Directions: In the records below, find the line that contains "self.source" and the line that contains "let result: std::result::Result<u8, Error>", then retype exactly those two lines and every line between them.

Stored items
- Opening Delimiter -

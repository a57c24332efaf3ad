use crate::model::Amount;
use chrono::NaiveDate;
use serde::{Deserialize, Serialize};
use uuid::Uuid;

/// A single spending record, tagged with the category it belongs to.
#[derive(Debug, Clone, Eq, PartialEq, Serialize, Deserialize)]
#[serde(rename_all = "snake_case")]
pub struct Expense {
    pub(crate) id: String,
    pub(crate) amount: Amount,
    /// The local calendar day the money was spent.
    pub(crate) date: NaiveDate,
    pub(crate) category_id: String,
    #[serde(default, skip_serializing_if = "Option::is_none")]
    pub(crate) description: Option<String>,
}

impl Expense {
    /// Creates an expense with a freshly generated id.
    pub fn new(amount: impl Into<Amount>, date: NaiveDate, category_id: impl Into<String>) -> Self {
        Self {
            id: Uuid::new_v4().to_string(),
            amount: amount.into(),
            date,
            category_id: category_id.into(),
            description: None,
        }
    }

    pub fn id(mut self, id: impl Into<String>) -> Self {
        self.id = id.into();
        self
    }

    pub fn description(mut self, description: impl Into<String>) -> Self {
        self.description = Some(description.into());
        self
    }

    pub fn get_id(&self) -> &str {
        &self.id
    }

    pub fn amount(&self) -> Amount {
        self.amount
    }

    pub fn date(&self) -> NaiveDate {
        self.date
    }

    pub fn category_id(&self) -> &str {
        &self.category_id
    }

    pub fn get_description(&self) -> Option<&str> {
        self.description.as_deref()
    }
}

#[cfg(test)]
mod tests {
    use super::*;

    #[test]
    fn test_deserialize_expense() {
        let json = r#"{
            "id": "e1",
            "amount": 12.5,
            "date": "2026-10-03",
            "category_id": "food",
            "description": "Lunch"
        }"#;
        let expense: Expense = serde_json::from_str(json).unwrap();
        assert_eq!(expense.get_id(), "e1");
        assert_eq!(expense.amount().to_string(), "$12.50");
        assert_eq!(expense.date(), NaiveDate::from_ymd_opt(2026, 10, 3).unwrap());
        assert_eq!(expense.category_id(), "food");
        assert_eq!(expense.get_description(), Some("Lunch"));
    }

    #[test]
    fn test_builder() {
        let date = NaiveDate::from_ymd_opt(2026, 1, 31).unwrap();
        let expense = Expense::new(40, date, "fun").id("x").description("Cinema");
        assert_eq!(expense.get_id(), "x");
        assert_eq!(expense.amount(), Amount::from(40));
        assert_eq!(expense.get_description(), Some("Cinema"));
    }
}
use crate::model::Amount;
use chrono::NaiveDate;
use serde::{Deserialize, Serialize};
use uuid::Uuid;

/// Where a piece of income came from.
#[derive(Debug, Default, Clone, Copy, Eq, PartialEq, Ord, PartialOrd, Hash, Serialize, Deserialize)]
#[serde(rename_all = "snake_case")]
pub enum IncomeSource {
    #[default]
    Salary,
    Freelance,
    Business,
    Investment,
    Rental,
    Gift,
    Bonus,
    Refund,
    Other,
}

serde_plain::derive_display_from_serialize!(IncomeSource);
serde_plain::derive_fromstr_from_deserialize!(IncomeSource);

/// A single income record.
#[derive(Debug, Clone, Eq, PartialEq, Serialize, Deserialize)]
#[serde(rename_all = "snake_case")]
pub struct Income {
    pub(crate) id: String,
    pub(crate) amount: Amount,
    pub(crate) date: NaiveDate,
    pub(crate) source: IncomeSource,
    #[serde(default, skip_serializing_if = "Option::is_none")]
    pub(crate) description: Option<String>,
}

impl Income {
    /// Creates an income record with a freshly generated id.
    pub fn new(amount: impl Into<Amount>, date: NaiveDate, source: IncomeSource) -> Self {
        Self {
            id: Uuid::new_v4().to_string(),
            amount: amount.into(),
            date,
            source,
            description: None,
        }
    }

    pub fn id(mut self, id: impl Into<String>) -> Self {
        self.id = id.into();
        self
    }

    pub fn description(mut self, description: impl Into<String>) -> Self {
        self.description = Some(description.into());
        self
    }

    pub fn get_id(&self) -> &str {
        &self.id
    }

    pub fn amount(&self) -> Amount {
        self.amount
    }

    pub fn date(&self) -> NaiveDate {
        self.date
    }

    pub fn source(&self) -> IncomeSource {
        self.source
    }

    pub fn get_description(&self) -> Option<&str> {
        self.description.as_deref()
    }
}
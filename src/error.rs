//! Error and result types shared across the crate.
//!
//! Internally everything is an `anyhow::Error`. At command boundaries, `IntoResult::pub_result`
//! tags an error with the broad `ErrorType` it belongs to so that the outermost message tells the
//! user which part of the program failed.

use serde::{Deserialize, Serialize};

pub type Error = anyhow::Error;
pub type Result<T> = std::result::Result<T, Error>;

/// The broad category of a failure that is surfaced to the user.
#[derive(Debug, Clone, Copy, Eq, PartialEq, Hash, Serialize, Deserialize)]
#[serde(rename_all = "snake_case")]
pub enum ErrorType {
    /// The home directory or `config.json` is missing or invalid.
    Config,
    /// Expense, income or category data could not be read or parsed.
    Data,
    /// The arguments given to a command do not make sense together.
    Usage,
}

serde_plain::derive_display_from_serialize!(ErrorType);
serde_plain::derive_fromstr_from_deserialize!(ErrorType);

/// Converts any result into a crate `Result` whose error carries an `ErrorType` tag.
pub trait IntoResult<T> {
    fn pub_result(self, error_type: ErrorType) -> Result<T>;
}

impl<T, E> IntoResult<T> for std::result::Result<T, E>
where
    E: Into<Error>,
{
    fn pub_result(self, error_type: ErrorType) -> Result<T> {
        self.map_err(|e| e.into().context(format!("{error_type} error")))
    }
}

#[cfg(test)]
mod tests {
    use super::*;
    use anyhow::anyhow;

    #[test]
    fn test_pub_result_adds_error_type() {
        let result: std::result::Result<(), Error> = Err(anyhow!("file not found"));
        let err = result.pub_result(ErrorType::Data).unwrap_err();
        assert_eq!(err.to_string(), "data error");
        assert_eq!(format!("{err:#}"), "data error: file not found");
    }

    #[test]
    fn test_pub_result_passes_ok_through() {
        let result: std::result::Result<u8, Error> = Ok(7);
        assert_eq!(result.pub_result(ErrorType::Config).unwrap(), 7);
    }

    #[test]
    fn test_error_type_display() {
        assert_eq!(ErrorType::Usage.to_string(), "usage");
        assert_eq!("config".parse::<ErrorType>().unwrap(), ErrorType::Config);
    }
}
// src/error.rs
use crate::rpc::{ErrorCode, RpcError};
use crate::store::StoreError;
use axum::http::StatusCode;
use std::fmt;
use thiserror::Error;

/// Which append of a `send` call failed.
#[derive(Debug, Clone, Copy, PartialEq, Eq)]
pub enum MessageHalf {
    UserMessage,
    AssistantReply,
}

impl fmt::Display for MessageHalf {
    fn fmt(&self, f: &mut fmt::Formatter<'_>) -> fmt::Result {
        match self {
            MessageHalf::UserMessage => f.write_str("user message"),
            MessageHalf::AssistantReply => f.write_str("assistant reply"),
        }
    }
}

#[derive(Debug, Error)]
pub enum ChatError {
    #[error("Unauthorized")]
    Unauthorized,

    #[error("Invalid model tag: {0}")]
    InvalidModel(String),

    #[error("Failed to store {half}")]
    StorageFailure {
        half: MessageHalf,
        #[source]
        source: StoreError,
    },

    #[error("Failed to fetch message history")]
    HistoryUnavailable(#[source] StoreError),

    #[error("Failed to fetch models")]
    ModelsUnavailable(#[source] StoreError),

    #[error("{0}")]
    ValidationFailure(String),
}

impl ChatError {
    pub fn code(&self) -> ErrorCode {
        match self {
            ChatError::Unauthorized => ErrorCode::Unauthorized,
            ChatError::InvalidModel(_) => ErrorCode::InvalidModel,
            ChatError::StorageFailure { .. } => ErrorCode::StorageFailure,
            ChatError::HistoryUnavailable(_) => ErrorCode::HistoryUnavailable,
            ChatError::ModelsUnavailable(_) => ErrorCode::ModelsUnavailable,
            ChatError::ValidationFailure(_) => ErrorCode::ValidationFailure,
        }
    }
}

impl From<ChatError> for RpcError {
    fn from(err: ChatError) -> Self {
        RpcError::new(err.code(), err.to_string())
    }
}

/// HTTP status used when a single (unbatched) call fails.
pub fn status_for(code: ErrorCode) -> StatusCode {
    match code {
        ErrorCode::Unauthorized => StatusCode::UNAUTHORIZED,
        ErrorCode::InvalidModel | ErrorCode::ValidationFailure => StatusCode::BAD_REQUEST,
        ErrorCode::StorageFailure | ErrorCode::HistoryUnavailable | ErrorCode::ModelsUnavailable => {
            StatusCode::INTERNAL_SERVER_ERROR
        }
    }
}
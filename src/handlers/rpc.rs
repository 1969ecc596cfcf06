// src/handlers/rpc.rs
// Calls in a batch run in order, so a send followed by history observes the new messages.

use crate::error::status_for;
use crate::middleware::auth::resolve_claims;
use crate::rpc::{Call, Envelope, Reply, RpcError, RpcRequest, RpcResponse, RPC_PATH};
use crate::services::chat::CurrentUser;
use crate::AppState;
use axum::{
    extract::Extension,
    http::{HeaderMap, StatusCode},
    response::{IntoResponse, Json, Response},
    routing::post,
    Router,
};
use std::sync::Arc;

pub fn rpc_routes() -> Router {
    Router::new().route(RPC_PATH, post(rpc_handler))
}

async fn rpc_handler(
    Extension(state): Extension<Arc<AppState>>,
    headers: HeaderMap,
    Json(body): Json<Envelope<RpcRequest>>,
) -> Response {
    // An unusable token is treated as anonymous; procedures decide what that means.
    let caller = resolve_claims(&headers, &state.settings.jwt_secret)
        .and_then(|claims| CurrentUser::try_from(&claims).ok());

    match body {
        Envelope::Single(request) => {
            let response = dispatch(&state, caller.as_ref(), request).await;
            let status = response
                .error
                .as_ref()
                .map(|e| status_for(e.code))
                .unwrap_or(StatusCode::OK);
            (status, Json(Envelope::Single(response))).into_response()
        }
        Envelope::Batch(requests) => {
            let mut responses = Vec::with_capacity(requests.len());
            for request in requests {
                responses.push(dispatch(&state, caller.as_ref(), request).await);
            }
            let status = if responses.iter().all(|r| r.error.is_none()) {
                StatusCode::OK
            } else {
                StatusCode::MULTI_STATUS
            };
            (status, Json(Envelope::Batch(responses))).into_response()
        }
    }
}

async fn dispatch(state: &AppState, caller: Option<&CurrentUser>, request: RpcRequest) -> RpcResponse {
    let procedure = request.call.procedure();
    tracing::debug!(id = request.id, procedure, authenticated = caller.is_some(), "dispatching call");

    let outcome = match request.call {
        Call::Send(input) => state.chat.send(caller, input).await.map(Reply::Send),
        Call::History => state.chat.history(caller).await.map(Reply::History),
        Call::ListModels => state.chat.list_models().await.map(Reply::ListModels),
    };

    if let Err(ref e) = outcome {
        tracing::warn!(id = request.id, procedure, code = ?e.code(), "call failed: {}", e);
    }

    RpcResponse::from_result(request.id, outcome.map_err(RpcError::from))
}
// src/config.rs
use serde::Serialize;

pub const DEFAULT_SITE_URL: &str = "http://localhost:3000";
pub const DEFAULT_BIND_ADDR: &str = "0.0.0.0:3000";
pub const DEFAULT_MODEL_TAG: &str = "gpt-4o";
const DEV_JWT_SECRET: &str = "default_secret";

/// Page URLs derived from the site base URL.
#[derive(Debug, Clone, PartialEq, Eq, Serialize)]
pub struct Routes {
    pub site: String,
    pub dashboard: String,
    pub login: String,
    pub sign_up: String,
    pub chat: String,
}

impl Routes {
    pub fn from_site_url(site_url: &str) -> Self {
        let site = site_url.trim_end_matches('/').to_string();
        let dashboard = format!("{}/dashboard", site);
        Self {
            login: format!("{}/login", site),
            sign_up: format!("{}/sign-up", site),
            chat: format!("{}/chat", dashboard),
            dashboard,
            site,
        }
    }
}

#[derive(Debug, Clone)]
pub struct Settings {
    /// Absent means the in-memory store is used.
    pub database_url: Option<String>,
    pub db_max_connections: u32,
    pub jwt_secret: String,
    pub bcrypt_cost: u32,
    pub bind_addr: String,
    pub site_url: String,
    pub default_model_tag: String,
}

impl Settings {
    pub fn from_env() -> Self {
        Self::from_lookup(|key| std::env::var(key).ok())
    }

    pub fn from_lookup<F>(lookup: F) -> Self
    where
        F: Fn(&str) -> Option<String>,
    {
        let non_empty = |key: &str| lookup(key).filter(|v| !v.trim().is_empty());

        let jwt_secret = non_empty("JWT_SECRET").unwrap_or_else(|| {
            tracing::warn!("JWT_SECRET not set - using the development secret");
            DEV_JWT_SECRET.to_string()
        });

        let db_max_connections = match non_empty("DB_MAX_CONNECTIONS") {
            Some(raw) => raw.parse().unwrap_or_else(|_| {
                tracing::warn!("Invalid DB_MAX_CONNECTIONS '{}', using 5", raw);
                5
            }),
            None => 5,
        };

        let bcrypt_cost = non_empty("BCRYPT_COST")
            .and_then(|raw| raw.parse().ok())
            .unwrap_or(bcrypt::DEFAULT_COST);

        Self {
            database_url: non_empty("DATABASE_URL"),
            db_max_connections,
            jwt_secret,
            bcrypt_cost,
            bind_addr: non_empty("BIND_ADDR").unwrap_or_else(|| DEFAULT_BIND_ADDR.to_string()),
            site_url: non_empty("SITE_URL").unwrap_or_else(|| DEFAULT_SITE_URL.to_string()),
            default_model_tag: non_empty("DEFAULT_MODEL_TAG").unwrap_or_else(|| DEFAULT_MODEL_TAG.to_string()),
        }
    }

    pub fn routes(&self) -> Routes {
        Routes::from_site_url(&self.site_url)
    }
}

impl Default for Settings {
    fn default() -> Self {
        Self::from_lookup(|_| None)
    }
}

#[cfg(test)]
mod tests {
    use super::*;
    use std::collections::HashMap;

    #[test]
    fn routes_derive_from_site_url() {
        let routes = Routes::from_site_url("https://chat.example.com/");
        assert_eq!(routes.dashboard, "https://chat.example.com/dashboard");
        assert_eq!(routes.login, "https://chat.example.com/login");
        assert_eq!(routes.sign_up, "https://chat.example.com/sign-up");
        assert_eq!(routes.chat, "https://chat.example.com/dashboard/chat");
    }

    #[test]
    fn missing_variables_fall_back_to_defaults() {
        let settings = Settings::default();
        assert_eq!(settings.site_url, DEFAULT_SITE_URL);
        assert_eq!(settings.bind_addr, DEFAULT_BIND_ADDR);
        assert_eq!(settings.default_model_tag, "gpt-4o");
        assert_eq!(settings.db_max_connections, 5);
        assert_eq!(settings.bcrypt_cost, bcrypt::DEFAULT_COST);
        assert!(settings.database_url.is_none());
        assert_eq!(settings.routes().chat, "http://localhost:3000/dashboard/chat");
    }

    #[test]
    fn variables_override_defaults() {
        let env: HashMap<&str, &str> = HashMap::from([
            ("DATABASE_URL", "postgres://localhost/chat"),
            ("DB_MAX_CONNECTIONS", "12"),
            ("SITE_URL", "https://example.org"),
            ("JWT_SECRET", "s3cret"),
            ("DEFAULT_MODEL_TAG", ""),
        ]);
        let settings = Settings::from_lookup(|k| env.get(k).map(|v| v.to_string()));
        assert_eq!(settings.database_url.as_deref(), Some("postgres://localhost/chat"));
        assert_eq!(settings.db_max_connections, 12);
        assert_eq!(settings.jwt_secret, "s3cret");
        assert_eq!(settings.default_model_tag, DEFAULT_MODEL_TAG);
        assert_eq!(settings.routes().login, "https://example.org/login");
    }
}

- Closing Delimiter -

Response to the exercise:
        self.source
    }

    pub fn get_description(&self) -> Option<&str> {
        self.description.as_deref()
    }
}
filename src/error.rs
//! Error and result types shared across the crate.
//!
//! Internally everything is an `anyhow::Error`. At command boundaries, `IntoResult::pub_result`
//! tags an error with the broad `ErrorType` it belongs to so that the outermost message tells the
//! user which part of the program failed.

use serde::{Deserialize, Serialize};

pub type Error = anyhow::Error;
pub type Result<T> = std::result::Result<T, Error>;

/// The broad category of a failure that is surfaced to the user.
#[derive(Debug, Clone, Copy, Eq, PartialEq, Hash, Serialize, Deserialize)]
#[serde(rename_all = "snake_case")]
pub enum ErrorType {
    /// The home directory or `config.json` is missing or invalid.
    Config,
    /// Expense, income or category data could not be read or parsed.
    Data,
    /// The arguments given to a command do not make sense together.
    Usage,
}

serde_plain::derive_display_from_serialize!(ErrorType);
serde_plain::derive_fromstr_from_deserialize!(ErrorType);

/// Converts any result into a crate `Result` whose error carries an `ErrorType` tag.
pub trait IntoResult<T> {
    fn pub_result(self, error_type: ErrorType) -> Result<T>;
}

impl<T, E> IntoResult<T> for std::result::Result<T, E>
where
    E: Into<Error>,
{
    fn pub_result(self, error_type: ErrorType) -> Result<T> {
        self.map_err(|e| e.into().context(format!("{error_type} error")))
    }
}

#[cfg(test)]
mod tests {
    use super::*;
    use anyhow::anyhow;

    #[test]
    fn test_pub_result_adds_error_type() {
        let result: std::result::Result<(), Error> = Err(anyhow!("file not found"));
        let err = result.pub_result(ErrorType::Data).unwrap_err();
        assert_eq!(err.to_string(), "data error");
        assert_eq!(format!("{err:#}"), "data error: file not found");
    }

    #[test]
    fn test_pub_result_passes_ok_through() {
        let result: std::result::Result<u8, Error> = Ok(7);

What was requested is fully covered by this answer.